> _Work request_
Scan the entries below for the string "package" and copy every line where it turns up.

[Opening Source information section]

//! The cell-value model: the closed sum of encodings a cell may take.
//!
//! Splitting optional from non-optional variants is load-bearing (spec
//! §3): XML emission for non-optional variants skips nil checks entirely,
//! and the transform chain can tell statically whether a closure must
//! accept `Option<T>` or `T`.

use chrono::{DateTime, FixedOffset};

/// How a boolean value is rendered in the worksheet.
#[derive(Debug, Clone, PartialEq, Eq, Hash)]
pub enum BoolExpr {
    /// Native Excel boolean: `t="b"`, value `1`/`0`.
    OneZero,
    /// Text "TRUE"/"FALSE", interned as a shared string.
    TrueFalse,
    /// Text "YES"/"NO", interned as a shared string.
    YesNo,
    /// Text "T"/"F", interned as a shared string.
    TF,
    /// Caller-chosen text pair, interned as a shared string.
    Custom { true_str: String, false_str: String },
}

impl BoolExpr {
    /// A [`BoolExpr::Custom`] built from any string-like pair.
    pub fn custom(true_str: impl Into<String>, false_str: impl Into<String>) -> Self {
        BoolExpr::Custom {
            true_str: true_str.into(),
            false_str: false_str.into(),
        }
    }

    /// `true` only for `OneZero`: the one encoding that uses the native `t="b"` path.
    pub fn is_native(&self) -> bool {
        matches!(self, BoolExpr::OneZero)
    }

    /// The text rendering of `value` under this expression. Meaningless for `OneZero`.
    pub fn render(&self, value: bool) -> &str {
        match (self, value) {
            (BoolExpr::OneZero, true) => "1",
            (BoolExpr::OneZero, false) => "0",
            (BoolExpr::TrueFalse, true) => "TRUE",
            (BoolExpr::TrueFalse, false) => "FALSE",
            (BoolExpr::YesNo, true) => "YES",
            (BoolExpr::YesNo, false) => "NO",
            (BoolExpr::TF, true) => "T",
            (BoolExpr::TF, false) => "F",
            (BoolExpr::Custom { true_str, .. }, true) => true_str,
            (BoolExpr::Custom { false_str, .. }, false) => false_str,
        }
    }
}

/// A cell value together with the encoding rules that determine how it is
/// written into a worksheet's `<c>` element (spec §3).
#[derive(Debug, Clone, PartialEq)]
pub enum CellValue {
    StringValue(String),
    OptionalString(Option<String>),
    IntValue(i64),
    OptionalInt(Option<i64>),
    DoubleValue(f64),
    OptionalDouble(Option<f64>),
    DateValue(DateTime<FixedOffset>),
    OptionalDate(Option<DateTime<FixedOffset>>),
    BoolValue(bool, BoolExpr),
    OptionalBool(Option<bool>, BoolExpr),
    URLValue(String),
    OptionalURL(Option<String>),
    /// precision is the number of decimal digits shown after the `%` scaling.
    Percentage(Option<f64>, u8),
    Empty,
}

impl CellValue {
    /// Whether this cell, once resolved, must be routed through the
    /// shared-string registry rather than written inline.
    pub fn is_string_like(&self) -> bool {
        match self {
            CellValue::StringValue(_) => true,
            CellValue::OptionalString(v) => v.is_some(),
            CellValue::URLValue(_) => true,
            CellValue::OptionalURL(v) => v.is_some(),
            CellValue::BoolValue(_, expr) => !expr.is_native(),
            CellValue::OptionalBool(Some(_), expr) => !expr.is_native(),
            _ => false,
        }
    }

    /// Whether emission should skip the cell entirely (no `<v>` element),
    /// per the `KeepEmpty` + `None` rule (spec §4.1).
    pub fn is_empty_cell(&self) -> bool {
        matches!(
            self,
            CellValue::Empty
                | CellValue::OptionalString(None)
                | CellValue::OptionalInt(None)
                | CellValue::OptionalDouble(None)
                | CellValue::OptionalDate(None)
                | CellValue::OptionalURL(None)
                | CellValue::OptionalBool(None, _)
                | CellValue::Percentage(None, _)
        )
    }
}
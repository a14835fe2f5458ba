//! Low-allocation XML writer.
//!
//! Grounded almost verbatim on the teacher's `fast_writer::xml_writer::XmlWriter`
//! (buffer-then-flush, `start_element`/`attribute`/`write_escaped`); every
//! package part in this crate is built by collecting one of these into an
//! in-memory `Vec<u8>` before the part is handed to the ZIP writer (spec §5:
//! "the reference design collects per-entry bytes then hands them to the ZIP
//! writer").

use crate::error::Result;
use std::io::Write;

pub struct XmlWriter<W: Write> {
    writer: W,
    buffer: Vec<u8>,
}

impl<W: Write> XmlWriter<W> {
    pub fn new(writer: W) -> Self {
        XmlWriter {
            writer,
            buffer: Vec::with_capacity(8192),
        }
    }

    #[inline]
    pub fn write_raw(&mut self, data: &[u8]) -> Result<()> {
        self.buffer.extend_from_slice(data);
        if self.buffer.len() > 65536 {
            self.flush()?;
        }
        Ok(())
    }

    #[inline]
    pub fn write_str(&mut self, s: &str) -> Result<()> {
        self.write_raw(s.as_bytes())
    }

    #[inline]
    pub fn start_element(&mut self, name: &str) -> Result<()> {
        self.write_raw(b"<")?;
        self.write_str(name)
    }

    #[inline]
    pub fn end_element(&mut self, name: &str) -> Result<()> {
        self.write_raw(b"</")?;
        self.write_str(name)?;
        self.write_raw(b">")
    }

    #[inline]
    pub fn attribute(&mut self, name: &str, value: &str) -> Result<()> {
        self.write_raw(b" ")?;
        self.write_str(name)?;
        self.write_raw(b"=\"")?;
        self.write_escaped(value)?;
        self.write_raw(b"\"")
    }

    #[inline]
    pub fn attribute_int(&mut self, name: &str, value: i64) -> Result<()> {
        self.write_raw(b" ")?;
        self.write_str(name)?;
        self.write_raw(b"=\"")?;
        let mut buf = itoa::Buffer::new();
        self.write_str(buf.format(value))?;
        self.write_raw(b"\"")
    }

    /// Close the current start tag with `>` (element has children).
    #[inline]
    pub fn close_start_tag(&mut self) -> Result<()> {
        self.write_raw(b">")
    }

    /// Close the current start tag as self-closing (`/>`).
    #[inline]
    pub fn close_self_closing(&mut self) -> Result<()> {
        self.write_raw(b"/>")
    }

    #[inline]
    pub fn write_escaped(&mut self, text: &str) -> Result<()> {
        for byte in text.bytes() {
            match byte {
                b'&' => self.write_raw(b"&amp;")?,
                b'<' => self.write_raw(b"&lt;")?,
                b'>' => self.write_raw(b"&gt;")?,
                b'"' => self.write_raw(b"&quot;")?,
                b'\'' => self.write_raw(b"&apos;")?,
                _ => self.buffer.push(byte),
            }
        }
        if self.buffer.len() > 65536 {
            self.flush()?;
        }
        Ok(())
    }

    pub fn flush(&mut self) -> Result<()> {
        if !self.buffer.is_empty() {
            self.writer.write_all(&self.buffer)?;
            self.buffer.clear();
        }
        Ok(())
    }

    /// Consume the writer, returning the underlying sink after a final flush.
    pub fn into_inner(mut self) -> Result<W> {
        self.flush()?;
        Ok(self.writer)
    }
}

/// Build a complete XML part into an in-memory buffer via `build`, prefixed
/// with the standard declaration.
pub fn build_part(build: impl FnOnce(&mut XmlWriter<Vec<u8>>) -> Result<()>) -> Result<Vec<u8>> {
    let mut writer = XmlWriter::new(Vec::with_capacity(4096));
    writer.write_str("<?xml version=\"1.0\" encoding=\"UTF-8\" standalone=\"yes\"?>\n")?;
    build(&mut writer)?;
    writer.into_inner()
}

#[cfg(test)]
mod tests {
    use super::*;

    #[test]
    fn writes_element_with_attribute_and_text() {
        let mut output = Vec::new();
        let mut writer = XmlWriter::new(&mut output);
        writer.start_element("root").unwrap();
        writer.attribute("attr", "value").unwrap();
        writer.close_start_tag().unwrap();
        writer.write_str("content").unwrap();
        writer.end_element("root").unwrap();
        writer.flush().unwrap();
        assert_eq!(
            String::from_utf8(output).unwrap(),
            "<root attr=\"value\">content</root>"
        );
    }

    #[test]
    fn escapes_reserved_characters() {
        let mut output = Vec::new();
        let mut writer = XmlWriter::new(&mut output);
        writer.write_escaped("<a>&\"'b'\"</a>").unwrap();
        writer.flush().unwrap();
        assert_eq!(
            String::from_utf8(output).unwrap(),
            "&lt;a&gt;&amp;&quot;&apos;b&apos;&quot;&lt;/a&gt;"
        );
    }

    #[test]
    fn self_closing_element() {
        let mut output = Vec::new();
        let mut writer = XmlWriter::new(&mut output);
        writer.start_element("col").unwrap();
        writer.attribute_int("min", 1).unwrap();
        writer.close_self_closing().unwrap();
        writer.flush().unwrap();
        assert_eq!(String::from_utf8(output).unwrap(), "<col min=\"1\"/>");
    }

    #[test]
    fn build_part_prefixes_declaration() {
        let bytes = build_part(|w| {
            w.start_element("root")?;
            w.close_self_closing()
        })
        .unwrap();
        let xml = String::from_utf8(bytes).unwrap();
        assert!(xml.starts_with("<?xml version=\"1.0\" encoding=\"UTF-8\" standalone=\"yes\"?>\n"));
        assert!(xml.ends_with("<root/>"));
    }
}
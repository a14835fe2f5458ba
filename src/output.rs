//! `OutputConfig`: the terminal, typed output of a column's transformation
//! chain, before nil-handling resolves it into a [`crate::cell::CellValue`].
//!
//! Every terminal variant carries an `Option<T>` (spec §3's invariant); the
//! presence or absence of a value is meaningful independently of whether the
//! column's nil-handling mode will later substitute a default.

use crate::cell::BoolExpr;
use chrono::{DateTime, FixedOffset};

/// The exhaustive set of terminal output shapes a column's transform chain
/// may produce (spec §3, §4.1).
#[derive(Debug, Clone, PartialEq)]
pub enum OutputConfig {
    Text(Option<String>),
    Int(Option<i64>),
    Double(Option<f64>),
    Bool(Option<bool>, BoolExpr),
    Date(Option<DateTime<FixedOffset>>),
    Url(Option<String>),
    Percentage(Option<f64>, u8),
}

impl OutputConfig {
    /// Whether the underlying `Option` is `None`.
    pub fn is_nil(&self) -> bool {
        match self {
            OutputConfig::Text(v) => v.is_none(),
            OutputConfig::Int(v) => v.is_none(),
            OutputConfig::Double(v) => v.is_none(),
            OutputConfig::Bool(v, _) => v.is_none(),
            OutputConfig::Date(v) => v.is_none(),
            OutputConfig::Url(v) => v.is_none(),
            OutputConfig::Percentage(v, _) => v.is_none(),
        }
    }
}
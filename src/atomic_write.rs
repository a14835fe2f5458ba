//! Write-to-temp-then-rename (spec §6): a completed package never appears
//! at its destination path half-written.
//!
//! No teacher analogue in this crate (the teacher writes fast workbooks
//! incrementally, not atomically); grounded on the standard
//! temp-file-in-destination-directory-then-rename-then-fsync pattern, using
//! `tempfile` (already a teacher dev-dependency, promoted to a normal
//! dependency here since this module is library code, not test-only).

use crate::error::{Result, XlsxError};
use std::io::Write;
use std::path::Path;

/// Write `bytes` to `destination` atomically: a `NamedTempFile` is created
/// alongside `destination` (so the final rename stays on one filesystem),
/// written, flushed, and `fsync`'d, then renamed into place. Cancellation is
/// honored before this is ever called (spec §5, §7's "honored at the next
/// sheet boundary"), so there is no partial file to clean up mid-write: the
/// whole package is assembled in memory first, matching the ZIP writer's
/// "collect full bytes before writing" design.
pub fn write_atomically(destination: &Path, bytes: &[u8]) -> Result<()> {
    let dir = destination.parent().unwrap_or_else(|| Path::new("."));
    let mut temp = tempfile::NamedTempFile::new_in(dir)
        .map_err(|e| XlsxError::FileWrite(e.to_string()))?;

    temp.write_all(bytes)
        .and_then(|_| temp.flush())
        .and_then(|_| temp.as_file().sync_all())
        .map_err(|e| XlsxError::FileWrite(e.to_string()))?;

    temp.persist(destination)
        .map_err(|e| XlsxError::FileWrite(e.to_string()))?;

    Ok(())
}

[Closing Source information section]

> _Solution to the problem_
//! package part in this crate is built by collecting one of these into an
//! Write-to-temp-then-rename (spec §6): a completed package never appears
/// whole package is assembled in memory first, matching the ZIP writer's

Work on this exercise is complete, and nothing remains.